[WORK INSTRUCTIONS] Copies of all lines that contain "BOLD" are needed; take them from the data below.

Stored data:
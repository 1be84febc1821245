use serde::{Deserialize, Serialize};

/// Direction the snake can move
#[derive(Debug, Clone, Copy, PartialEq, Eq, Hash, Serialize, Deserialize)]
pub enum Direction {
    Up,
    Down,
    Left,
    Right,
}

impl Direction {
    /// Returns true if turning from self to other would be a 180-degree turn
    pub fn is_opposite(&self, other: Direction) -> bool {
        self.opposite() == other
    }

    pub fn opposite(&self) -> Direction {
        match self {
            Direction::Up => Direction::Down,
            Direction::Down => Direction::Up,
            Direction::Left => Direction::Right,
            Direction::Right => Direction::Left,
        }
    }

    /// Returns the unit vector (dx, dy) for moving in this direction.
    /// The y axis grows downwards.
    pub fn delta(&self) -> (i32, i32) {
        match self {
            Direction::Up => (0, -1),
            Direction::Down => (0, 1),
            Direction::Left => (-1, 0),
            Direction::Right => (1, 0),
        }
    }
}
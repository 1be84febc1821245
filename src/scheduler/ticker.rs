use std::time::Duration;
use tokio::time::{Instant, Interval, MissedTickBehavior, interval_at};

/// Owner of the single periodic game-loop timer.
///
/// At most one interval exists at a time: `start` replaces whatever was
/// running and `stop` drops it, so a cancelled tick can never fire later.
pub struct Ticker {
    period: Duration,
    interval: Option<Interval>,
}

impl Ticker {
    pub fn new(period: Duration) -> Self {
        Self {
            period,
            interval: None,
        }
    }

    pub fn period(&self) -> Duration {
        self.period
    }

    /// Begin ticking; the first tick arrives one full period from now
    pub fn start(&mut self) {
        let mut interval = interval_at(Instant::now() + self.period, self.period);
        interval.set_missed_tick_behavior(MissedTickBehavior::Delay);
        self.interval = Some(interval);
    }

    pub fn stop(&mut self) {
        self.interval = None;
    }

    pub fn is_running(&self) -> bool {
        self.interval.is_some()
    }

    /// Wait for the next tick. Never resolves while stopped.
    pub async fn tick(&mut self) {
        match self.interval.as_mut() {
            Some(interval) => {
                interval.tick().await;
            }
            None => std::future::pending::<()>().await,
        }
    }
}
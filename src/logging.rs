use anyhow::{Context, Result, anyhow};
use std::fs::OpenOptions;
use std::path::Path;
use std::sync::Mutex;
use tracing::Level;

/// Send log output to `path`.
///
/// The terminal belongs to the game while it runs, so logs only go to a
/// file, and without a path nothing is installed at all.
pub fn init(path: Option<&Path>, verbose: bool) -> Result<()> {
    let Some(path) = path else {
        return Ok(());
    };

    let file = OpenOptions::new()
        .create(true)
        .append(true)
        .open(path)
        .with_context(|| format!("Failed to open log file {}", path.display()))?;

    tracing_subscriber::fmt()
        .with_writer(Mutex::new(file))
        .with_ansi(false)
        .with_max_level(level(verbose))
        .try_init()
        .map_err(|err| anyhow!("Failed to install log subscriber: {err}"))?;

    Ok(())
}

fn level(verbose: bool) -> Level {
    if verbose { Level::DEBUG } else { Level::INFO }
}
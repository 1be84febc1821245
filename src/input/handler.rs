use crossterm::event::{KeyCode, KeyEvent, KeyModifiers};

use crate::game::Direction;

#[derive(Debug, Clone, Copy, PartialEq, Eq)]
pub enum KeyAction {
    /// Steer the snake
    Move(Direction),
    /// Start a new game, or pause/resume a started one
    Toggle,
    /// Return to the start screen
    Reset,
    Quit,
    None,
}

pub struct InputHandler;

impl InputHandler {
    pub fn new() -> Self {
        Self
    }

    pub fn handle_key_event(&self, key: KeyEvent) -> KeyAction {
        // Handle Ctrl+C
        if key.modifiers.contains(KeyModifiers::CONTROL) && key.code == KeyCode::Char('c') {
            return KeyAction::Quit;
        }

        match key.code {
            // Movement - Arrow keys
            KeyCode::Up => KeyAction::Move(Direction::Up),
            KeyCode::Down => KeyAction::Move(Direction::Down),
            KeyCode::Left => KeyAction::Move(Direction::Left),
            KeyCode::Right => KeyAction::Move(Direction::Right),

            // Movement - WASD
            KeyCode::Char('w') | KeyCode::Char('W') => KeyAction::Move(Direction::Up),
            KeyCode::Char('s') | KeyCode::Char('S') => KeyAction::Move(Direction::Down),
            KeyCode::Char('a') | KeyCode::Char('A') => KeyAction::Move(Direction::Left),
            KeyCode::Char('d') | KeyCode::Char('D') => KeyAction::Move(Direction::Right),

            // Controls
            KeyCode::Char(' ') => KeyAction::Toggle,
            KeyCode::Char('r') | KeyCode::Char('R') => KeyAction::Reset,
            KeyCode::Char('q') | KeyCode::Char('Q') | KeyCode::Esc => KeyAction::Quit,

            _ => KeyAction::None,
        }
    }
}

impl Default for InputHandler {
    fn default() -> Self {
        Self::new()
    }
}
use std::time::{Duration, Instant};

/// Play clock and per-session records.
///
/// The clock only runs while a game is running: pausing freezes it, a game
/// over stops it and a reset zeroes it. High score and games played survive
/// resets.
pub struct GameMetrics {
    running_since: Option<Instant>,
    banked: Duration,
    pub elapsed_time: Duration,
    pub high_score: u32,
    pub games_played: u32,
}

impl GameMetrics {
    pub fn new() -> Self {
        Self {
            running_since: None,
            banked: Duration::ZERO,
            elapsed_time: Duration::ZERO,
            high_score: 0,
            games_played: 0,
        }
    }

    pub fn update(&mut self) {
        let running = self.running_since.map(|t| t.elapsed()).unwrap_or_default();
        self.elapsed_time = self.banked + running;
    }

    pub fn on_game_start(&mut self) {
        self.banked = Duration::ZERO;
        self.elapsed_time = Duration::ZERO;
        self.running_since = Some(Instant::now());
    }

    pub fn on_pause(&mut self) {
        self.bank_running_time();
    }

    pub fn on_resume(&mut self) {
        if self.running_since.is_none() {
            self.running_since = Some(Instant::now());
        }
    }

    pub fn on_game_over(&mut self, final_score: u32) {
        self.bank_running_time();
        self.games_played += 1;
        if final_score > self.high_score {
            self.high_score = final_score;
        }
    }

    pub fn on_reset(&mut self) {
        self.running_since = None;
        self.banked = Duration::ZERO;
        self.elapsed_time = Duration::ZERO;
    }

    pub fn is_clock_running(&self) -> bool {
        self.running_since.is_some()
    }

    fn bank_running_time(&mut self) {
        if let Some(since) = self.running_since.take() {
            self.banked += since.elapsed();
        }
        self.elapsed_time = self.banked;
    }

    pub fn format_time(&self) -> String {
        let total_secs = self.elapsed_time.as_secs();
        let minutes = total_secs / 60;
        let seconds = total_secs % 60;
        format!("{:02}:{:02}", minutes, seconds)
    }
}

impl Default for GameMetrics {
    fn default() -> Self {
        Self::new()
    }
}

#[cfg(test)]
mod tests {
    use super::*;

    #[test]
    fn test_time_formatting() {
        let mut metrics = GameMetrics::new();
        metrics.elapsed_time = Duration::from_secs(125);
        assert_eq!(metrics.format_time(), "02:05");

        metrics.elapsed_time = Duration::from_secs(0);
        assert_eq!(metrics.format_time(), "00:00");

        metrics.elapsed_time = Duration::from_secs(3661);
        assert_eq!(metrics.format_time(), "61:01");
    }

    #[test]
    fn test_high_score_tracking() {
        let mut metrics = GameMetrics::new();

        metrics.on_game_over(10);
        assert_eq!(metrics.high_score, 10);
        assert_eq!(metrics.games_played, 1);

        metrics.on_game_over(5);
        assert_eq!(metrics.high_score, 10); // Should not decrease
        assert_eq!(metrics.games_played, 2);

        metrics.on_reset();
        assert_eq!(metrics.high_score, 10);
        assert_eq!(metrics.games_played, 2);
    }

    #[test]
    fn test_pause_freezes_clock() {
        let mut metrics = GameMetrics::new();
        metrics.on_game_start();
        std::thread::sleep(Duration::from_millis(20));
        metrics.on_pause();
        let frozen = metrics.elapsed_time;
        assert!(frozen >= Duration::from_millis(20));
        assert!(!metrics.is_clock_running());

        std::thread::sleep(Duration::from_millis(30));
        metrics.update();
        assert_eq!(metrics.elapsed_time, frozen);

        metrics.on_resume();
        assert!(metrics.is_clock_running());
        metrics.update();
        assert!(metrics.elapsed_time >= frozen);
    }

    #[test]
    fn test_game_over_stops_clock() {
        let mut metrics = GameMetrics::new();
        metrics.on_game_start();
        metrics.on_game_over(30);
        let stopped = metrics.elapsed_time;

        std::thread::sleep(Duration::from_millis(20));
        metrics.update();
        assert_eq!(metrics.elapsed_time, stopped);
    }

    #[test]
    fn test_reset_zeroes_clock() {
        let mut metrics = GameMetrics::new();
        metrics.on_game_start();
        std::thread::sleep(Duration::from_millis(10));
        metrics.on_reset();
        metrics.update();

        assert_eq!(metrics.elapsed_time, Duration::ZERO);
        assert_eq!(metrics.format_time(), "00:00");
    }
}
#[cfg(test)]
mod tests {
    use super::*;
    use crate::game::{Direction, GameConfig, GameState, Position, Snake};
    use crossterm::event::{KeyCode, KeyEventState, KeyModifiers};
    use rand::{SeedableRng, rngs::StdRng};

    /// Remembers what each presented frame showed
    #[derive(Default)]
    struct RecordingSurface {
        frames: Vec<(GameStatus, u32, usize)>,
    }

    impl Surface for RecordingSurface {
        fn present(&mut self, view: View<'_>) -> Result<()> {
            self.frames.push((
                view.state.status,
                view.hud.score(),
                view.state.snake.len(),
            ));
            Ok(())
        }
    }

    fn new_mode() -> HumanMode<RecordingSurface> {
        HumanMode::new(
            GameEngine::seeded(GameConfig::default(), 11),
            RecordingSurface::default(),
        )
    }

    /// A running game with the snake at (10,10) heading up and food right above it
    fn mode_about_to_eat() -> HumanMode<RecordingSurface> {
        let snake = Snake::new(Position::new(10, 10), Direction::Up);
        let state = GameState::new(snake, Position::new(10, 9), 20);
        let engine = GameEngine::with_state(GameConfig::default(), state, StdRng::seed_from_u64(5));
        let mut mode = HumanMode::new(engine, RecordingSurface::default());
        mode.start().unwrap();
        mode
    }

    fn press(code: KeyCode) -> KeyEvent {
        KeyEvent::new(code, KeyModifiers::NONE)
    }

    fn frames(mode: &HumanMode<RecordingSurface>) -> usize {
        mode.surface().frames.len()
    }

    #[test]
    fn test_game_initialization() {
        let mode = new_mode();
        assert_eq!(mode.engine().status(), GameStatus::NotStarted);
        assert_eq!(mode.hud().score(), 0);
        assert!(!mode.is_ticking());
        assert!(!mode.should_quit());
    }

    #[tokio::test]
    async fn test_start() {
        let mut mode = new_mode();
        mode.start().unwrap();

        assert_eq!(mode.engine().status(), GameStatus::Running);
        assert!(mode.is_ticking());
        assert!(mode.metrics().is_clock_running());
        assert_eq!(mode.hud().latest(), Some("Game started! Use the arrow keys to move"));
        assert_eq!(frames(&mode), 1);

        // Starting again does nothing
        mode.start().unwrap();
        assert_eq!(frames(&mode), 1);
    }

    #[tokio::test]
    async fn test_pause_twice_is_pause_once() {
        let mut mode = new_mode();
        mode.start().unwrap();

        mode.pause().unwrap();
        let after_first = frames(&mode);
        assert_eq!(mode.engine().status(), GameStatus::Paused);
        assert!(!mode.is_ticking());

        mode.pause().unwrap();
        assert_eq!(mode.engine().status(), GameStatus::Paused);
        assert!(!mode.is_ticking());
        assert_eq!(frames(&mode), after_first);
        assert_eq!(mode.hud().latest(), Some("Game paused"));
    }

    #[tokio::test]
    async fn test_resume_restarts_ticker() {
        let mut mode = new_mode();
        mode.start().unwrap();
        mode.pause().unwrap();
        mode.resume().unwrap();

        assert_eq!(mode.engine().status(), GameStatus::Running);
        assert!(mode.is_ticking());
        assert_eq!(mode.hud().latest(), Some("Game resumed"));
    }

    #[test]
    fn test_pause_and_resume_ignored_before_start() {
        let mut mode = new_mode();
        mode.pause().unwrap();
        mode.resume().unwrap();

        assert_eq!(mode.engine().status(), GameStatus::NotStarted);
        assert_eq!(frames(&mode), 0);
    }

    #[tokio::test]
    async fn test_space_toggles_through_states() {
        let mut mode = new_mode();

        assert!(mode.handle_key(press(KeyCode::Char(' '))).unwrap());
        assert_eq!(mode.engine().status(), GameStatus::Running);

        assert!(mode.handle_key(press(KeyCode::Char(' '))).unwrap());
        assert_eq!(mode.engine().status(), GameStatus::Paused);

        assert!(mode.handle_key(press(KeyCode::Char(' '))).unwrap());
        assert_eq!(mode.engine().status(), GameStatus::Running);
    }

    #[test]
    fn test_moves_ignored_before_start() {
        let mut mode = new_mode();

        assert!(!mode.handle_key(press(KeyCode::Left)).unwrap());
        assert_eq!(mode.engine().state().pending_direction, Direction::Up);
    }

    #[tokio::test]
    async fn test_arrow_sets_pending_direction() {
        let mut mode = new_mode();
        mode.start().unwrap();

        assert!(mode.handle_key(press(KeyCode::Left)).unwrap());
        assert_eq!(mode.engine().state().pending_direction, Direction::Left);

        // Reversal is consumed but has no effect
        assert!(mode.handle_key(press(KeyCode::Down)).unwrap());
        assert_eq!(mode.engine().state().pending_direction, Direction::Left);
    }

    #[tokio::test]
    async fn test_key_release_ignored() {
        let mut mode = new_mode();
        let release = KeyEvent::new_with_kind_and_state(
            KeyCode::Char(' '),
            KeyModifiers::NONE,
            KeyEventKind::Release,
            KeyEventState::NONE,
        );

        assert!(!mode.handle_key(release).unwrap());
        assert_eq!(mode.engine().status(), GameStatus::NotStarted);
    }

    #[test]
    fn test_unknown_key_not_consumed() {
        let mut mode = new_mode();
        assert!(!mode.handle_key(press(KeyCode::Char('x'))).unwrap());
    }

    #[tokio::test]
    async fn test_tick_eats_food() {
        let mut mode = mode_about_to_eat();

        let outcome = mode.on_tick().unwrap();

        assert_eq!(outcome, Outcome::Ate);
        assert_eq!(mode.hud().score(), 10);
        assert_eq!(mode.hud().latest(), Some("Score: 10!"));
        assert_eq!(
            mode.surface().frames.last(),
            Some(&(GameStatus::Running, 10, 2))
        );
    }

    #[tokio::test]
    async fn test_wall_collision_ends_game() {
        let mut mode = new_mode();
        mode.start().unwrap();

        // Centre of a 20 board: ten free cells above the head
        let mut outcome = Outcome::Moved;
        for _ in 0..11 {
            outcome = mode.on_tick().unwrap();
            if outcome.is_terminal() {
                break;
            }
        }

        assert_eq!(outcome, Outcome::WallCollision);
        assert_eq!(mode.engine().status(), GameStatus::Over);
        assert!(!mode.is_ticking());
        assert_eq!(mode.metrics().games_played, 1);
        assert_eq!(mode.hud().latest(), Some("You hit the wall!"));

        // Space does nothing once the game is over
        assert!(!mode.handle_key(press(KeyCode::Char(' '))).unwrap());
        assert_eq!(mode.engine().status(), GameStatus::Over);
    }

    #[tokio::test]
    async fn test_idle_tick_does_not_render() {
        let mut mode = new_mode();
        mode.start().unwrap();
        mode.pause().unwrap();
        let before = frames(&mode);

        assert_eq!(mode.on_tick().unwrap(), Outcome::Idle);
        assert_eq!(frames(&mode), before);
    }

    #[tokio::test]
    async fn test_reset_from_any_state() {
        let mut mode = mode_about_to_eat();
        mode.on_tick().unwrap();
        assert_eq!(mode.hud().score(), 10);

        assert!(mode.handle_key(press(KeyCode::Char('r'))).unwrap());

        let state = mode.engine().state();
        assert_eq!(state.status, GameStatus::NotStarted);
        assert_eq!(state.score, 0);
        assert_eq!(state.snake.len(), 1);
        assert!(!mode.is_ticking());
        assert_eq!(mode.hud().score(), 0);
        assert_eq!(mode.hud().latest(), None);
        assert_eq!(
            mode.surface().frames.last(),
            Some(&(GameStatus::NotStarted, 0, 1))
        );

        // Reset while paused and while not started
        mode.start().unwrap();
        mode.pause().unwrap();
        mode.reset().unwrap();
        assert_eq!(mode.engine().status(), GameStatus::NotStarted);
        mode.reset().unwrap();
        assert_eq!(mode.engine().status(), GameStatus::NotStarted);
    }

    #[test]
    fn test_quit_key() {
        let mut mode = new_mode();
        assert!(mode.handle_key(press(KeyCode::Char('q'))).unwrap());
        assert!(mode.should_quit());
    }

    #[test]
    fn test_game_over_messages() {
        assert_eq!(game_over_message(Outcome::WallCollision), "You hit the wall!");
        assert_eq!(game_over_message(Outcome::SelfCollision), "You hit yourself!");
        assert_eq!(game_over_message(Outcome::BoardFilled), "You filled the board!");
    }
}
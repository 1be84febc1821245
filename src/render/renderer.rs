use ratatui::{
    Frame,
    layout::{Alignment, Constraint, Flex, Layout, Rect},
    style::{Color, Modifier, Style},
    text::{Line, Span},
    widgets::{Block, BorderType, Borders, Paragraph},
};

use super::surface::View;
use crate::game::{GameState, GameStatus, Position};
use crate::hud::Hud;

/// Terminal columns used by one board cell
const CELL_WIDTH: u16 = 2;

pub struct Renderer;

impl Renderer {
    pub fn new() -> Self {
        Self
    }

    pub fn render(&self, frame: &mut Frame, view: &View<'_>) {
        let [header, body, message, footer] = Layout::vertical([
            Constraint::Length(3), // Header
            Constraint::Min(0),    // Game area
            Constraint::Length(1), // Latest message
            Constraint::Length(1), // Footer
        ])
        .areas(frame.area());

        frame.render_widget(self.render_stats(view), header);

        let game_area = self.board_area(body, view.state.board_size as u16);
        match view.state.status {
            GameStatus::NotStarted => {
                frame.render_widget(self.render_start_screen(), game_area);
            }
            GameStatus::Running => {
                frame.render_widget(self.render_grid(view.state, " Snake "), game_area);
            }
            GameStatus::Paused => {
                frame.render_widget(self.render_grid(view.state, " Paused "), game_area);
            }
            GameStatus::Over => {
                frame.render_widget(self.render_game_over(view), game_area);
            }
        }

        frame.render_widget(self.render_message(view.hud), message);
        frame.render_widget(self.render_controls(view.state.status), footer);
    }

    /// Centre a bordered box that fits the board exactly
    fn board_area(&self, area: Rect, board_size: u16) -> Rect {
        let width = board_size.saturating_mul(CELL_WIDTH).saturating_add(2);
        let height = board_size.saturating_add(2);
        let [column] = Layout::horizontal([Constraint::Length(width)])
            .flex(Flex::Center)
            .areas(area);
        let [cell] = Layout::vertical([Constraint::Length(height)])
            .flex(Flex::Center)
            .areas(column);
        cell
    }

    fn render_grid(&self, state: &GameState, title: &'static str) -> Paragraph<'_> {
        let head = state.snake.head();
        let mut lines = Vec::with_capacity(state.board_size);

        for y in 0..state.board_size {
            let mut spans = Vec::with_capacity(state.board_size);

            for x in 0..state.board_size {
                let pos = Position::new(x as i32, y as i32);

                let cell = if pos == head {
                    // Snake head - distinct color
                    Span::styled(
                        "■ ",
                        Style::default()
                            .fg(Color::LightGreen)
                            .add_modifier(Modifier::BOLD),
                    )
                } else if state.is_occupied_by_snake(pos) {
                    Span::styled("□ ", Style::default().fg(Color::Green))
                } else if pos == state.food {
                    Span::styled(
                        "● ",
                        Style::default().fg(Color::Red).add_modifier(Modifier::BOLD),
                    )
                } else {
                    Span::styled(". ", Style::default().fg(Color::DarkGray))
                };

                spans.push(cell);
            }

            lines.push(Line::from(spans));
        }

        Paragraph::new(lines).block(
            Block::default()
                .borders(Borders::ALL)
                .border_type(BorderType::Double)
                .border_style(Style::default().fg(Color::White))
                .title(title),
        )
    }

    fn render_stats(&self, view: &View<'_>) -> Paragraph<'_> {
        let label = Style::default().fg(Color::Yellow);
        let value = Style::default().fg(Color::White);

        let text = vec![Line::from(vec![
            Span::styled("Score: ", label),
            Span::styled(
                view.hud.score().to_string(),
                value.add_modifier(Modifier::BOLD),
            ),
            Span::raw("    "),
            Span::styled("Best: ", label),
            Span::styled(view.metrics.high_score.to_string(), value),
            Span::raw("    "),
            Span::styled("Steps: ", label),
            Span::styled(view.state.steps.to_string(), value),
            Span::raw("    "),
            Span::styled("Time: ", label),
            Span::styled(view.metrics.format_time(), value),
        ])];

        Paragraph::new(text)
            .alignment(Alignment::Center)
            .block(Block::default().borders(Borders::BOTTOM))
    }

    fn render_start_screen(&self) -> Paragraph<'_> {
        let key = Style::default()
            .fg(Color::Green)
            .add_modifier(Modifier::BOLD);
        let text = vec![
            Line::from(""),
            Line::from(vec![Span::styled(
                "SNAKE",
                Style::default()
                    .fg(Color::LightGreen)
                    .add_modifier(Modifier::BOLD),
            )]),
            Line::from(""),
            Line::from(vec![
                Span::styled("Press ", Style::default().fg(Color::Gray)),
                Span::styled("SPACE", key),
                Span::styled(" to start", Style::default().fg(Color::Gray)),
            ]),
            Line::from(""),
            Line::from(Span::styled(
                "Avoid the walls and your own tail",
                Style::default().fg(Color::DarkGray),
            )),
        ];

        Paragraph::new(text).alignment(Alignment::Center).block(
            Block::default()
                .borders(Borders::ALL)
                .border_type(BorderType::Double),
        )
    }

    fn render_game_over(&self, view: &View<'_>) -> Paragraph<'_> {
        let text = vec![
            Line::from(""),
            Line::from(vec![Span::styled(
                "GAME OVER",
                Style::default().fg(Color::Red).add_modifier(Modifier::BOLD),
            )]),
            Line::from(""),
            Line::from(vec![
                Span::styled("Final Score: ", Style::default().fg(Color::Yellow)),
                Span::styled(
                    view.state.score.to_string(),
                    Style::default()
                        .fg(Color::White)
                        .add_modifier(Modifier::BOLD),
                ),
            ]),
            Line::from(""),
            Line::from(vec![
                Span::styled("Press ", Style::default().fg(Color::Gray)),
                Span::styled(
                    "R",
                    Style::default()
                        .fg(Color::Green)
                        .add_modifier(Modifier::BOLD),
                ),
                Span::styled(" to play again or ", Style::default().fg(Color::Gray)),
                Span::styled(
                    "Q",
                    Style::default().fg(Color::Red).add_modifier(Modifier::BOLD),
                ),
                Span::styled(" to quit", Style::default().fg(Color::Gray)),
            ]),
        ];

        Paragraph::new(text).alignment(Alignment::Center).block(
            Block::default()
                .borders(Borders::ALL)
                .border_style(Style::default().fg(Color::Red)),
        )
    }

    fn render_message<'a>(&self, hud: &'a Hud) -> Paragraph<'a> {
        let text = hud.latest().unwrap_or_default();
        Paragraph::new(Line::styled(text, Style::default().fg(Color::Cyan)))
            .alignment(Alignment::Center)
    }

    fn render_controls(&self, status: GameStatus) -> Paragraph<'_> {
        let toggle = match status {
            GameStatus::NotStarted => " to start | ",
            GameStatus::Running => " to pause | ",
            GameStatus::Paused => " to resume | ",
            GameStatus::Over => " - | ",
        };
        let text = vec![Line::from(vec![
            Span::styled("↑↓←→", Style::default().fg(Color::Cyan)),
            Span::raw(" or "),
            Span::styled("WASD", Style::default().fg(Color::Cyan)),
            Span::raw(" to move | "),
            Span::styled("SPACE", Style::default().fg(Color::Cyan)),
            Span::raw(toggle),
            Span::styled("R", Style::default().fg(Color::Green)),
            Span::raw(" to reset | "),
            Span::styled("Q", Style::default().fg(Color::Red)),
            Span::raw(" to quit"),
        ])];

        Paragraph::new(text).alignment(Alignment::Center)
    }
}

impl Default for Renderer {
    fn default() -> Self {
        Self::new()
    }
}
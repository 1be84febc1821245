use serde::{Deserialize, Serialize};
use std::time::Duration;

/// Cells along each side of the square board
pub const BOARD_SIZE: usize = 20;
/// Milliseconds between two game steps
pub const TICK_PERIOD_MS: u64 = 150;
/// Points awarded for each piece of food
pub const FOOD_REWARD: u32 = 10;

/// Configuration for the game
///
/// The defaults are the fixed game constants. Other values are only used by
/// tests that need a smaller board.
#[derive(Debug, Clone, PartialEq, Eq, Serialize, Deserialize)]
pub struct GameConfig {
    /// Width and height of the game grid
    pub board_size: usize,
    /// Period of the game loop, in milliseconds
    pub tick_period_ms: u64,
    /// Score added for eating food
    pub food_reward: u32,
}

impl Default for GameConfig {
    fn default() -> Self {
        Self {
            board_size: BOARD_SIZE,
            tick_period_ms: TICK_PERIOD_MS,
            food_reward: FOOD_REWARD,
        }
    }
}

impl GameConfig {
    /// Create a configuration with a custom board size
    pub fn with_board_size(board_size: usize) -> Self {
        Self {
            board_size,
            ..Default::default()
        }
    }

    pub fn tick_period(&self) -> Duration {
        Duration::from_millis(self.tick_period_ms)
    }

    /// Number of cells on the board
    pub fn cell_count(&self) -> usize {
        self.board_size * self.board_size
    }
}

[EXERCISE ANSWER]
                            .add_modifier(Modifier::BOLD),
                        Style::default().fg(Color::Red).add_modifier(Modifier::BOLD),
                value.add_modifier(Modifier::BOLD),
            .add_modifier(Modifier::BOLD);
                    .add_modifier(Modifier::BOLD),
                Style::default().fg(Color::Red).add_modifier(Modifier::BOLD),
                        .add_modifier(Modifier::BOLD),
                        .add_modifier(Modifier::BOLD),
                    Style::default().fg(Color::Red).add_modifier(Modifier::BOLD),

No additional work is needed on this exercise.